Un altro motivo ancora riguarda l’energia che proviene da quest’uomo che, nonostante l’età, continua a correre e saltare nel palco come quando aveva molti decenni di meno, certo con più lentezza e senza gettarsi sopra il pubblico ma con allegria e con passi coordinati con gli altri due vecchietti.
Non mi soffermo su tutti gli altri brani, tranne che uno, che ho sempre considerato un inno valido per ogni essere umano esistente sulla terra e, nel contempo, un inno che a me piace dedicare alla mia Nazione Sarda. Si tratta di Don’t Give Up, un singolo che Peter Gabriel cantò inizialmente con Kate Bush, pubblicato nel 1986 ed estratto dall’album So. Si tratta di un brano struggente che descrive la disperazione di un uomo che si sente isolato e sconfitto dal sistema economico ma che trova in Kate Bush il supporto a non arrendersi ma a ritrovare le energie per superare le difficoltà. Nella tournée la parte femminile è cantata dalla bravissima e sorprendente violoncellista Ayanna Witter-Johnson, una voce nera, che cattura, che coinvolge, che fa salire l’emozione tanto da generare applausi a scena aperta in tutto il pubblico in un unico sentimento di vicinanza verso chi soffre per qualsiasi motivo. A tale proposito, sempre Carlo Massarini ha scritto “Da lì alla fine, quando Peter sale la scala e si ricongiunge con lei, è un pianto di quelli che non devi neanche provarci, a fermarlo. Troppo bello. Quando ti ricapita? Sette minuti di intensità oltre il limite, da quanto tempo? È questo il genere di musica che devi andare a sentire.” Sì, è stato così, anche io ho pianto per tanta bellezza.
Gabriel e la Sardegna
Quando ascolto Dont’ give up penso al popolo sardo, al fatto che troppo spesso lo vedo arrendevole di fronte all’incapacità della politica, alle tante scelte sbagliate dei nostri decisori pubblici, al fatto che tanti servizi stanno venendo meno (istruzione, sanità, ecc.), ai tanti lavori non finiti e alla speculazione e all’occupazione imperante in ambiti militare, industriale, e alla progressiva sottrazione di aree a vocazione agricola, ecc. per via di colonizzatori senza scrupoli.

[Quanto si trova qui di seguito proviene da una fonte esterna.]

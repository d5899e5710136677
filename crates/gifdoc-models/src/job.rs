//! Job records for the in-process runner.

use chrono::{DateTime, Utc};
use serde::{Deserialize, Serialize};
use std::fmt;
use uuid::Uuid;

use crate::diagnostics::StepWarning;

/// Unique identifier for a job.
#[derive(Debug, Clone, PartialEq, Eq, Hash, Serialize, Deserialize)]
#[serde(transparent)]
pub struct JobId(pub String);

impl JobId {
    /// Generate a new random job ID.
    pub fn new() -> Self {
        Self(Uuid::new_v4().to_string())
    }

    /// Create from an existing string.
    pub fn from_string(s: impl Into<String>) -> Self {
        Self(s.into())
    }

    /// Get the inner string.
    pub fn as_str(&self) -> &str {
        &self.0
    }
}

impl Default for JobId {
    fn default() -> Self {
        Self::new()
    }
}

impl fmt::Display for JobId {
    fn fmt(&self, f: &mut fmt::Formatter<'_>) -> fmt::Result {
        write!(f, "{}", self.0)
    }
}

/// Job lifecycle state.
#[derive(Debug, Clone, Copy, PartialEq, Eq, Hash, Serialize, Deserialize, Default)]
#[serde(rename_all = "snake_case")]
pub enum JobState {
    /// Job accepted, waiting for a worker slot
    #[default]
    Queued,
    /// Job is being processed
    Running,
    /// Job completed successfully (possibly with per-step warnings)
    Done,
    /// Job aborted with a fatal error
    Failed,
    /// Job cancelled by the caller
    Cancelled,
}

impl JobState {
    pub fn as_str(&self) -> &'static str {
        match self {
            JobState::Queued => "queued",
            JobState::Running => "running",
            JobState::Done => "done",
            JobState::Failed => "failed",
            JobState::Cancelled => "cancelled",
        }
    }

    pub fn is_terminal(&self) -> bool {
        matches!(self, JobState::Done | JobState::Failed | JobState::Cancelled)
    }
}

impl fmt::Display for JobState {
    fn fmt(&self, f: &mut fmt::Formatter<'_>) -> fmt::Result {
        write!(f, "{}", self.as_str())
    }
}

/// Snapshot of one job's progress, published to subscribers on every
/// transition.
#[derive(Debug, Clone, Serialize, Deserialize)]
pub struct JobRecord {
    /// Unique job ID
    pub id: JobId,

    /// Current state
    #[serde(default)]
    pub state: JobState,

    /// Progress (0-100)
    #[serde(default)]
    pub progress: u8,

    /// Creation timestamp
    pub created_at: DateTime<Utc>,

    /// Started at timestamp
    #[serde(skip_serializing_if = "Option::is_none")]
    pub started_at: Option<DateTime<Utc>>,

    /// Completed at timestamp
    #[serde(skip_serializing_if = "Option::is_none")]
    pub completed_at: Option<DateTime<Utc>>,

    /// Terminal failure reason (fatal errors only)
    #[serde(skip_serializing_if = "Option::is_none")]
    pub error_message: Option<String>,

    /// Accumulated per-step warnings (soft failures)
    #[serde(default)]
    pub warnings: Vec<StepWarning>,
}

impl JobRecord {
    /// Create a fresh queued record.
    pub fn new(id: JobId) -> Self {
        Self {
            id,
            state: JobState::Queued,
            progress: 0,
            created_at: Utc::now(),
            started_at: None,
            completed_at: None,
            error_message: None,
            warnings: Vec::new(),
        }
    }

    /// Start processing the job.
    pub fn start(mut self) -> Self {
        self.state = JobState::Running;
        self.started_at = Some(Utc::now());
        self
    }

    /// Mark the job as done. Warnings do not change the state.
    pub fn complete(mut self) -> Self {
        self.state = JobState::Done;
        self.completed_at = Some(Utc::now());
        self.progress = 100;
        self
    }

    /// Mark the job as failed with a terminal reason.
    pub fn fail(mut self, error: impl Into<String>) -> Self {
        self.state = JobState::Failed;
        self.error_message = Some(error.into());
        self.completed_at = Some(Utc::now());
        self
    }

    /// Mark the job as cancelled.
    pub fn cancel(mut self) -> Self {
        self.state = JobState::Cancelled;
        self.completed_at = Some(Utc::now());
        self
    }

    /// Update progress.
    pub fn with_progress(mut self, progress: u8) -> Self {
        self.progress = progress.min(100);
        self
    }

    /// Attach a warning.
    pub fn with_warning(mut self, warning: StepWarning) -> Self {
        self.warnings.push(warning);
        self
    }
}

#[cfg(test)]
mod tests {
    use super::*;
    use crate::diagnostics::WarningKind;

    #[test]
    fn test_state_transitions() {
        let record = JobRecord::new(JobId::new());
        assert_eq!(record.state, JobState::Queued);

        let started = record.start();
        assert_eq!(started.state, JobState::Running);
        assert!(started.started_at.is_some());

        let done = started.complete();
        assert_eq!(done.state, JobState::Done);
        assert_eq!(done.progress, 100);
        assert!(done.state.is_terminal());
    }

    #[test]
    fn test_fail_keeps_reason() {
        let record = JobRecord::new(JobId::new()).start().fail("unreadable media");
        assert_eq!(record.state, JobState::Failed);
        assert_eq!(record.error_message.as_deref(), Some("unreadable media"));
    }

    #[test]
    fn test_warnings_do_not_change_state() {
        let record = JobRecord::new(JobId::new())
            .start()
            .with_warning(StepWarning::new(0, WarningKind::EncoderFailed, "boom"))
            .complete();
        assert_eq!(record.state, JobState::Done);
        assert_eq!(record.warnings.len(), 1);
    }
}
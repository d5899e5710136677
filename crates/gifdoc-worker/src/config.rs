//! Worker configuration.

use std::time::Duration;

/// Worker configuration.
#[derive(Debug, Clone)]
pub struct WorkerConfig {
    /// Maximum concurrent jobs
    pub max_concurrent_jobs: usize,
    /// Maximum concurrent decode passes per job
    pub max_decode_handles: usize,
    /// Job timeout
    pub job_timeout: Duration,
    /// Graceful shutdown timeout
    pub shutdown_timeout: Duration,
    /// Work directory for temporary files
    pub work_dir: String,
}

impl Default for WorkerConfig {
    fn default() -> Self {
        Self {
            max_concurrent_jobs: 2,
            max_decode_handles: 2,
            job_timeout: Duration::from_secs(600),
            shutdown_timeout: Duration::from_secs(30),
            work_dir: "/tmp/gifdoc".to_string(),
        }
    }
}

impl WorkerConfig {
    /// Create config from environment variables.
    pub fn from_env() -> Self {
        Self {
            max_concurrent_jobs: std::env::var("GIFDOC_MAX_JOBS")
                .ok()
                .and_then(|s| s.parse().ok())
                .unwrap_or(2),
            max_decode_handles: std::env::var("GIFDOC_MAX_DECODE_HANDLES")
                .ok()
                .and_then(|s| s.parse().ok())
                .unwrap_or(2),
            job_timeout: Duration::from_secs(
                std::env::var("GIFDOC_JOB_TIMEOUT")
                    .ok()
                    .and_then(|s| s.parse().ok())
                    .unwrap_or(600),
            ),
            shutdown_timeout: Duration::from_secs(
                std::env::var("GIFDOC_SHUTDOWN_TIMEOUT")
                    .ok()
                    .and_then(|s| s.parse().ok())
                    .unwrap_or(30),
            ),
            work_dir: std::env::var("GIFDOC_WORK_DIR")
                .unwrap_or_else(|_| "/tmp/gifdoc".to_string()),
        }
    }
}

#[cfg(test)]
mod tests {
    use super::*;

    #[test]
    fn test_defaults() {
        let config = WorkerConfig::default();
        assert_eq!(config.max_concurrent_jobs, 2);
        assert_eq!(config.max_decode_handles, 2);
        assert_eq!(config.job_timeout, Duration::from_secs(600));
        assert_eq!(config.work_dir, "/tmp/gifdoc");
    }

    // Single test for all GIFDOC_* variables; process env is global,
    // so splitting these across tests would race under the parallel
    // test runner.
    #[test]
    fn test_from_env_overrides_and_fallbacks() {
        std::env::set_var("GIFDOC_MAX_JOBS", "4");
        std::env::set_var("GIFDOC_MAX_DECODE_HANDLES", "3");
        std::env::set_var("GIFDOC_JOB_TIMEOUT", "120");
        std::env::set_var("GIFDOC_SHUTDOWN_TIMEOUT", "not-a-number");
        std::env::set_var("GIFDOC_WORK_DIR", "/var/tmp/gifdoc-env");

        let config = WorkerConfig::from_env();
        assert_eq!(config.max_concurrent_jobs, 4);
        assert_eq!(config.max_decode_handles, 3);
        assert_eq!(config.job_timeout, Duration::from_secs(120));
        // Unparseable value falls back to the default
        assert_eq!(config.shutdown_timeout, Duration::from_secs(30));
        assert_eq!(config.work_dir, "/var/tmp/gifdoc-env");

        for key in [
            "GIFDOC_MAX_JOBS",
            "GIFDOC_MAX_DECODE_HANDLES",
            "GIFDOC_JOB_TIMEOUT",
            "GIFDOC_SHUTDOWN_TIMEOUT",
            "GIFDOC_WORK_DIR",
        ] {
            std::env::remove_var(key);
        }

        let config = WorkerConfig::from_env();
        assert_eq!(config.max_concurrent_jobs, 2);
        assert_eq!(config.work_dir, "/tmp/gifdoc");
    }
}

Non solo, ma un ultimo motivo che mi spinge a scrivere di quest’uomo, oltre che dell’artista, è che Peter ha preso casa in Sardegna, vicino Arzachena, e a questa terra è legato profondamente tanto che nel 2014 in occasione del nefasto evento del ciclone Cleopatra fece un appello in favore delle popolazioni colpite da tale disastro. E come non ricordare il concerto di un’ora e mezza regalato alla comunità di Arzachena nel palco allestito nella piazza del paese per sostituire Ron che all’ultimo momento diede picche? Lo fece come segno di gratitudine verso una terra e un popolo nel quale lui viene con la propria famiglia per disintossicarsi, non dimenticando affatto che quella gente lo ha accolto con calore e simpatia. Suonò gratis nella piazza del paese, in mezzo alla gente, non nello stadio, come si conviene a un uomo dai valori universali.
Ecco, tutti questi motivi mi fanno pensare che, se avessi i poteri, gli conferirei subito la cittadinanza sarda e saprei persino come coinvolgerlo per qualcosa di importante per questa terra e questo popolo. Sono certo che accetterebbe!
Gratzias meda Peter, aterus annus mellus!!!